Dag-Erling Smorgrav said on Jul 11, 2002 at 10:33:20:
> Rajappa Iyer <rsi@panix.com> writes:
> > Rahul Siddharthan <rsidd@online.fr> writes:
> > > XFree86 -- FreeBSD uses it too, but the linuxen have better
> > >   configurators, and possibly better default font setups, these days.  
> > >   So FreeBSD is actually worse off.
> > I don't know if any Linux distribution has a different font setup.
> 
> Most of them set up a font server by default, which gives better and
> smoother scaling.  

Can you use a fontserver with Xft (needed for anti-aliased fonts)?  If
so, what are the required entries in /etc/X11/XftConfig? 
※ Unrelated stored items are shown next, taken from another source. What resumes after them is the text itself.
use std::fmt;
use std::time::{Duration, Instant};

use log::debug;

use crate::board::Board;
use crate::card::CardId;
use crate::covering::CoverStrategy;
use crate::deal::{build_board, Deal};
use crate::engine::moves::{self, MoveOutcome, MoveRejection};
use crate::engine::undo::UndoLog;
use crate::events::{EventSink, GameEvent};
use crate::types::Pile;

/// Monotonic time source for the undo cooldown; tests substitute a
/// manually advanced clock.
pub trait Clock {
    fn now(&self) -> Duration;
}

/// `Instant`-backed clock measured from session creation.
#[derive(Debug)]
pub struct MonotonicClock {
    epoch: Instant,
}

impl Default for MonotonicClock {
    fn default() -> Self {
        Self {
            epoch: Instant::now(),
        }
    }
}

impl Clock for MonotonicClock {
    fn now(&self) -> Duration {
        self.epoch.elapsed()
    }
}

#[derive(Debug, Clone, Copy)]
pub struct SessionConfig {
    /// Most recent reversible moves retained for undo.
    pub undo_depth: usize,
    /// Minimum spacing between two accepted undos.
    pub undo_cooldown: Duration,
}

impl Default for SessionConfig {
    fn default() -> Self {
        Self {
            undo_depth: 100,
            undo_cooldown: Duration::from_millis(800),
        }
    }
}

/// Why an undo request was refused. Refusals change nothing except that
/// `NothingToUndo` also emits its namesake event as user feedback.
#[derive(Debug, Clone, Copy, PartialEq, Eq)]
pub enum UndoRejection {
    AnimationInFlight,
    CooldownActive,
    NothingToUndo,
}

impl fmt::Display for UndoRejection {
    fn fmt(&self, f: &mut fmt::Formatter<'_>) -> fmt::Result {
        let msg = match self {
            UndoRejection::AnimationInFlight => "an animation is still in flight",
            UndoRejection::CooldownActive => "undo cooldown has not elapsed",
            UndoRejection::NothingToUndo => "no moves to undo",
        };
        f.write_str(msg)
    }
}

/// Orchestration facade over one play session: owns the board, the undo
/// log, the event sink, and the two presentation gates (the animation
/// reentrancy flag and the undo cooldown).
///
/// Successful moves and undos set the animation flag; the presentation
/// reports its animations finished via `set_animation_playing(false)`,
/// which reopens the command surface.
pub struct GameSession {
    board: Option<Board>,
    undo: UndoLog,
    sink: Box<dyn EventSink>,
    clock: Box<dyn Clock>,
    config: SessionConfig,
    animation_playing: bool,
    last_undo: Option<Duration>,
}

impl GameSession {
    pub fn new(config: SessionConfig, sink: Box<dyn EventSink>) -> Self {
        Self::with_clock(config, sink, Box::new(MonotonicClock::default()))
    }

    pub fn with_clock(config: SessionConfig, sink: Box<dyn EventSink>, clock: Box<dyn Clock>) -> Self {
        Self {
            board: None,
            undo: UndoLog::new(config.undo_depth),
            sink,
            clock,
            config,
            animation_playing: false,
            last_undo: None,
        }
    }

    /// Replace any running game with a fresh board built from `deal`.
    /// Clears the undo history and reopens the command surface.
    pub fn start_deal(&mut self, deal: &Deal, strategy: CoverStrategy) -> Result<(), String> {
        let board = build_board(deal, strategy)?;
        self.board = Some(board);
        self.undo.clear();
        self.undo.set_max_steps(self.config.undo_depth);
        self.animation_playing = false;
        self.last_undo = None;
        Ok(())
    }

    #[inline]
    pub fn board(&self) -> Option<&Board> {
        self.board.as_ref()
    }

    #[inline]
    pub fn config(&self) -> SessionConfig {
        self.config
    }

    /// Route a click by the card's pile: tableau cards try to match,
    /// stack and discard cards go down the draw path.
    pub fn handle_card_click(&mut self, id: CardId) -> Result<MoveOutcome, MoveRejection> {
        let Some(board) = self.board.as_ref() else {
            return Err(MoveRejection::UnknownCard);
        };
        let Some(card) = board.card(id) else {
            return Err(MoveRejection::UnknownCard);
        };
        let pile = card.pile();
        match pile {
            Pile::Tableau => self.attempt_tableau_match(id),
            Pile::Stack | Pile::Discard => self.attempt_draw_top(id),
        }
    }

    pub fn attempt_tableau_match(&mut self, id: CardId) -> Result<MoveOutcome, MoveRejection> {
        if self.animation_playing {
            debug!("click on {id} dropped: animation in flight");
            return Err(MoveRejection::AnimationInFlight);
        }
        let Some(board) = self.board.as_mut() else {
            return Err(MoveRejection::UnknownCard);
        };
        let outcome = moves::attempt_tableau_match(board, &mut self.undo, self.sink.as_ref(), id)?;
        self.animation_playing = true;
        Ok(outcome)
    }

    pub fn attempt_draw_top(&mut self, id: CardId) -> Result<MoveOutcome, MoveRejection> {
        if self.animation_playing {
            debug!("click on {id} dropped: animation in flight");
            return Err(MoveRejection::AnimationInFlight);
        }
        let Some(board) = self.board.as_mut() else {
            return Err(MoveRejection::UnknownCard);
        };
        let outcome = moves::attempt_draw_top(board, &mut self.undo, self.sink.as_ref(), id)?;
        self.animation_playing = true;
        Ok(outcome)
    }

    /// Undo the most recent move. Gated by the animation flag, then the
    /// cooldown (reset on each accepted undo), then history. Success
    /// emits `UndoApplied` and sets the animation flag.
    pub fn undo(&mut self) -> Result<(), UndoRejection> {
        if self.animation_playing {
            debug!("undo dropped: animation in flight");
            return Err(UndoRejection::AnimationInFlight);
        }
        let now = self.clock.now();
        if let Some(last) = self.last_undo {
            if now.saturating_sub(last) < self.config.undo_cooldown {
                debug!("undo dropped: cooldown active");
                return Err(UndoRejection::CooldownActive);
            }
        }
        let Some(board) = self.board.as_mut() else {
            self.sink.emit(GameEvent::NothingToUndo);
            return Err(UndoRejection::NothingToUndo);
        };
        match self.undo.undo_against(board) {
            Some(report) => {
                self.last_undo = Some(now);
                self.animation_playing = true;
                self.sink.emit(GameEvent::UndoApplied {
                    cards: report.affected,
                });
                Ok(())
            }
            None => {
                self.sink.emit(GameEvent::NothingToUndo);
                Err(UndoRejection::NothingToUndo)
            }
        }
    }

    #[inline]
    pub fn can_undo(&self) -> bool {
        self.undo.can_undo()
    }

    #[inline]
    pub fn undo_len(&self) -> usize {
        self.undo.len()
    }

    /// Presentation write-back: animations done (or starting). While
    /// `true`, every move and undo request is refused.
    #[inline]
    pub fn set_animation_playing(&mut self, playing: bool) {
        self.animation_playing = playing;
    }

    #[inline]
    pub fn is_animation_playing(&self) -> bool {
        self.animation_playing
    }
}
> On FreeBSD, the font server has to be set up
> manually, which requires figuring out the undocumented "magic" font
> path (unix/:7100) if you want to use a Unix socket instead of a TCP
> socket (recommended for security reasons, though our docs don't tell
> you that, just like they don't tell you how to stop X from listening
> for TCP connections, or even that it would be a good idea to do so),
> then editing /etc/X11/XF86Config and writing a startup script.

I could write a few words about it for the handbook, once I figure out
how it plays with xft.  However, there seems to be no problem running
a font server at the same time as using kde with xft (with explicit
font path entries in XftConfig).

Much of the xft stuff in the font section of the handbook was written
by me, and it's high time some of it was updated.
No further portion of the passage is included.